• Problem statement
Would you set down every entry again, exactly as written?

[Saved data entries]
use std::sync::Arc;

use axum::Json;
use axum::Router;
use axum::extract::{Path, State};
use axum::http::HeaderMap;
use axum::routing::{get, post};
use serde::Deserialize;
use serde_json::{Value, json};
use uuid::Uuid;

use crate::auth::{self, Actor, Capability};
use crate::engine::payouts;
use crate::error::AppError;
use crate::models::payout::Payout;
use crate::state::AppState;

pub fn router() -> Router<Arc<AppState>> {
    Router::new()
        .route(
            "/couriers/:id/payouts",
            post(create_payout).get(list_payouts),
        )
        .route("/couriers/:id/payouts/summary", get(payout_summary))
        .route("/payouts/transfer-callback", post(transfer_callback))
}

async fn create_payout(
    State(state): State<Arc<AppState>>,
    Path(id): Path<Uuid>,
    headers: HeaderMap,
) -> Result<Json<Value>, AppError> {
    let actor = Actor::from_headers(&headers)?;
    auth::require(&actor, Capability::RunPayouts)?;

    let payout = payouts::create_weekly_payout(&state, id).await?;
    Ok(Json(json!({ "payout": payout })))
}

async fn list_payouts(
    State(state): State<Arc<AppState>>,
    Path(id): Path<Uuid>,
) -> Result<Json<Vec<Payout>>, AppError> {
    if !state.couriers.contains_key(&id) {
        return Err(AppError::NotFound(format!("courier {id} not found")));
    }

    let mut payouts: Vec<Payout> = state
        .payouts
        .iter()
        .filter(|entry| entry.courier_id == id)
        .map(|entry| entry.value().clone())
        .collect();
    payouts.sort_by_key(|p| p.created_at);

    Ok(Json(payouts))
}

#[derive(Deserialize)]
pub struct TransferCallbackRequest {
    pub reference: String,
    /// Provider-side terminal state: "completed" or "failed".
    pub status: String,
}

async fn transfer_callback(
    State(state): State<Arc<AppState>>,
    headers: HeaderMap,
    Json(payload): Json<TransferCallbackRequest>,
) -> Result<Json<Payout>, AppError> {
    let actor = Actor::from_headers(&headers)?;
    auth::require(&actor, Capability::RunPayouts)?;

    let succeeded = match payload.status.as_str() {
        "completed" => true,
        "failed" => false,
        other => {
            return Err(AppError::Validation(format!(
                "unknown transfer status: {other}"
            )));
        }
    };

    let payout = payouts::apply_transfer_callback(&state, &payload.reference, succeeded)?;
    Ok(Json(payout))
}

async fn payout_summary(
    State(state): State<Arc<AppState>>,
    Path(id): Path<Uuid>,
) -> Result<Json<payouts::PayoutSummary>, AppError> {
    let summary = payouts::get_payout_summary(&state, id)?;
    Ok(Json(summary))
}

• Answer box
use std::sync::Arc;

use axum::Json;
use axum::Router;
use axum::extract::{Path, State};
use axum::http::HeaderMap;
use axum::routing::{get, post};
use serde::Deserialize;
use serde_json::{Value, json};
use uuid::Uuid;

use crate::auth::{self, Actor, Capability};
use crate::engine::payouts;
use crate::error::AppError;
use crate::models::payout::Payout;
use crate::state::AppState;

pub fn router() -> Router<Arc<AppState>> {
    Router::new()
        .route(
            "/couriers/:id/payouts",
            post(create_payout).get(list_payouts),
        )
        .route("/couriers/:id/payouts/summary", get(payout_summary))
        .route("/payouts/transfer-callback", post(transfer_callback))
}

async fn create_payout(
    State(state): State<Arc<AppState>>,
    Path(id): Path<Uuid>,
    headers: HeaderMap,
) -> Result<Json<Value>, AppError> {
    let actor = Actor::from_headers(&headers)?;
    auth::require(&actor, Capability::RunPayouts)?;

    let payout = payouts::create_weekly_payout(&state, id).await?;
    Ok(Json(json!({ "payout": payout })))
}

async fn list_payouts(
    State(state): State<Arc<AppState>>,
    Path(id): Path<Uuid>,
) -> Result<Json<Vec<Payout>>, AppError> {
    if !state.couriers.contains_key(&id) {
        return Err(AppError::NotFound(format!("courier {id} not found")));
    }

    let mut payouts: Vec<Payout> = state
        .payouts
        .iter()
        .filter(|entry| entry.courier_id == id)
        .map(|entry| entry.value().clone())
        .collect();
    payouts.sort_by_key(|p| p.created_at);

    Ok(Json(payouts))
}

#[derive(Deserialize)]
pub struct TransferCallbackRequest {
    pub reference: String,
    /// Provider-side terminal state: "completed" or "failed".
    pub status: String,
}

async fn transfer_callback(
    State(state): State<Arc<AppState>>,
    headers: HeaderMap,
    Json(payload): Json<TransferCallbackRequest>,
) -> Result<Json<Payout>, AppError> {
    let actor = Actor::from_headers(&headers)?;
    auth::require(&actor, Capability::RunPayouts)?;

    let succeeded = match payload.status.as_str() {
        "completed" => true,
        "failed" => false,
        other => {
            return Err(AppError::Validation(format!(
                "unknown transfer status: {other}"
            )));
        }
    };

    let payout = payouts::apply_transfer_callback(&state, &payload.reference, succeeded)?;
    Ok(Json(payout))
}

async fn payout_summary(
    State(state): State<Arc<AppState>>,
    Path(id): Path<Uuid>,
) -> Result<Json<payouts::PayoutSummary>, AppError> {
    let summary = payouts::get_payout_summary(&state, id)?;
    Ok(Json(summary))
}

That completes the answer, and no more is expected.